[Opening RECORDS FOR PROCESSING section]

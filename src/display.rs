//! Playlist display states and terminal rendering.
//!
//! [`load`] resolves a selection into a [`DisplayState`]: the built-in
//! catalog when not connected, or a Spotify search followed by a playlist
//! track fetch when connected. API failures end up as a state to render,
//! never as a panic or an early exit.

use colored::Colorize;
use tabled::Table;

use crate::{
    catalog::{self, MockPlaylist},
    selection::Selection,
    spotify::{ApiError, SpotifyClient},
    types::{Playlist, Track, TrackTableRow},
    utils,
};

#[derive(Debug, Clone, PartialEq, Eq)]
pub enum Source {
    Catalog,
    Spotify,
}

#[derive(Debug, Clone, PartialEq, Eq)]
pub struct TrackView {
    pub title: String,
    pub artists: String,
    pub duration: Option<String>,
    pub uri: Option<String>,
}

#[derive(Debug, Clone, PartialEq, Eq)]
pub struct PlaylistView {
    pub name: String,
    pub description: String,
    pub duration: String,
    pub tracks: Vec<TrackView>,
    pub uri: Option<String>,
    pub link: Option<String>,
    pub images: Vec<String>,
    pub source: Source,
}

#[derive(Debug, Clone, PartialEq, Eq)]
pub enum DisplayState {
    Empty,
    Error(String),
    /// The token was missing or rejected; the user has to log in again.
    ReauthRequired(String),
    Ready(PlaylistView),
}

impl From<&MockPlaylist> for PlaylistView {
    fn from(mock: &MockPlaylist) -> Self {
        let tracks = mock
            .tracks
            .iter()
            .map(|&entry| {
                let (title, artists) = entry.split_once(" - ").unwrap_or((entry, ""));
                TrackView {
                    title: title.to_string(),
                    artists: artists.to_string(),
                    duration: None,
                    uri: None,
                }
            })
            .collect();

        PlaylistView {
            name: mock.name.to_string(),
            description: mock.description.to_string(),
            duration: mock.duration.to_string(),
            tracks,
            uri: None,
            link: None,
            images: Vec::new(),
            source: Source::Catalog,
        }
    }
}

impl PlaylistView {
    pub fn from_spotify(playlist: &Playlist, tracks: &[Track]) -> Self {
        let total_ms: u64 = tracks.iter().map(|t| t.duration_ms).sum();

        PlaylistView {
            name: playlist.name.clone(),
            description: playlist.description.clone().unwrap_or_default(),
            duration: utils::format_total_minutes(total_ms),
            tracks: tracks.iter().map(TrackView::from).collect(),
            uri: (!playlist.uri.is_empty()).then(|| playlist.uri.clone()),
            link: playlist.external_urls.spotify.clone(),
            images: playlist.image_urls(),
            source: Source::Spotify,
        }
    }
}

impl From<&Track> for TrackView {
    fn from(track: &Track) -> Self {
        TrackView {
            title: track.name.clone(),
            artists: track.artist_names(),
            duration: Some(utils::format_duration(track.duration_ms)),
            uri: Some(track.uri.clone()),
        }
    }
}

impl From<ApiError> for DisplayState {
    fn from(err: ApiError) -> Self {
        if err.is_unauthorized() {
            DisplayState::ReauthRequired(err.to_string())
        } else {
            DisplayState::Error(err.to_string())
        }
    }
}

/// Resolves what to show for a selection.
pub async fn load(selection: Selection, client: Option<&SpotifyClient>) -> DisplayState {
    match client {
        None => DisplayState::Ready(catalog::mock_playlist(selection.time, selection.mood).into()),
        Some(client) => match load_remote(client, &selection.query()).await {
            Ok(state) => state,
            Err(e) => e.into(),
        },
    }
}

async fn load_remote(client: &SpotifyClient, query: &str) -> Result<DisplayState, ApiError> {
    let playlists = client.search_playlists(query).await?;
    let Some(playlist) = playlists.first() else {
        return Ok(DisplayState::Empty);
    };

    let tracks = client.playlist_tracks(&playlist.id).await?;
    Ok(DisplayState::Ready(PlaylistView::from_spotify(playlist, &tracks)))
}

/// Renders a state for the terminal.
pub fn render(state: &DisplayState, selection: Selection) -> String {
    match state {
        DisplayState::Empty => format!(
            "No playlists found for a {} {}.",
            selection.mood.label().to_lowercase(),
            selection.time.keyword()
        ),
        DisplayState::Error(msg) => format!("{} {}", "Could not load playlist:".red().bold(), msg),
        DisplayState::ReauthRequired(msg) => format!(
            "{} {}\nRun `moodflow auth` to connect again.",
            "Spotify session expired:".yellow().bold(),
            msg
        ),
        DisplayState::Ready(view) => render_playlist(view, selection),
    }
}

fn render_playlist(view: &PlaylistView, selection: Selection) -> String {
    let theme = selection.theme();
    let mut out = String::new();

    out.push_str(&format!("{}\n", view.name.color(theme.from).bold()));
    if !view.description.is_empty() {
        out.push_str(&format!("{}\n", view.description.italic()));
    }
    out.push_str(&format!(
        "{}\n",
        format!("{} · {} tracks", view.duration, view.tracks.len()).color(theme.to)
    ));

    let rows: Vec<TrackTableRow> = view
        .tracks
        .iter()
        .enumerate()
        .map(|(i, t)| TrackTableRow {
            position: i + 1,
            title: t.title.clone(),
            artists: t.artists.clone(),
            duration: t.duration.clone().unwrap_or_else(|| "-".to_string()),
        })
        .collect();
    out.push_str(&Table::new(rows).to_string());
    out.push('\n');

    match (&view.source, &view.link) {
        (Source::Spotify, Some(link)) => out.push_str(&format!("Open in Spotify: {}\n", link)),
        (Source::Spotify, None) => {}
        (Source::Catalog, _) => out.push_str(&format!(
            "{}\n",
            "Built-in picks. Connect with `moodflow auth` for live Spotify playlists.".dimmed()
        )),
    }
    if let Some(cover) = view.images.first() {
        out.push_str(&format!("Cover: {}\n", cover.dimmed()));
    }

    out
}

[Closing RECORDS FOR PROCESSING section]

→ YOUR INSTRUCTIONS
Go through the records above, find each line with the string "when", and copy it.

→ SOLUTION
//! catalog when not connected, or a Spotify search followed by a playlist
//! track fetch when connected. API failures end up as a state to render,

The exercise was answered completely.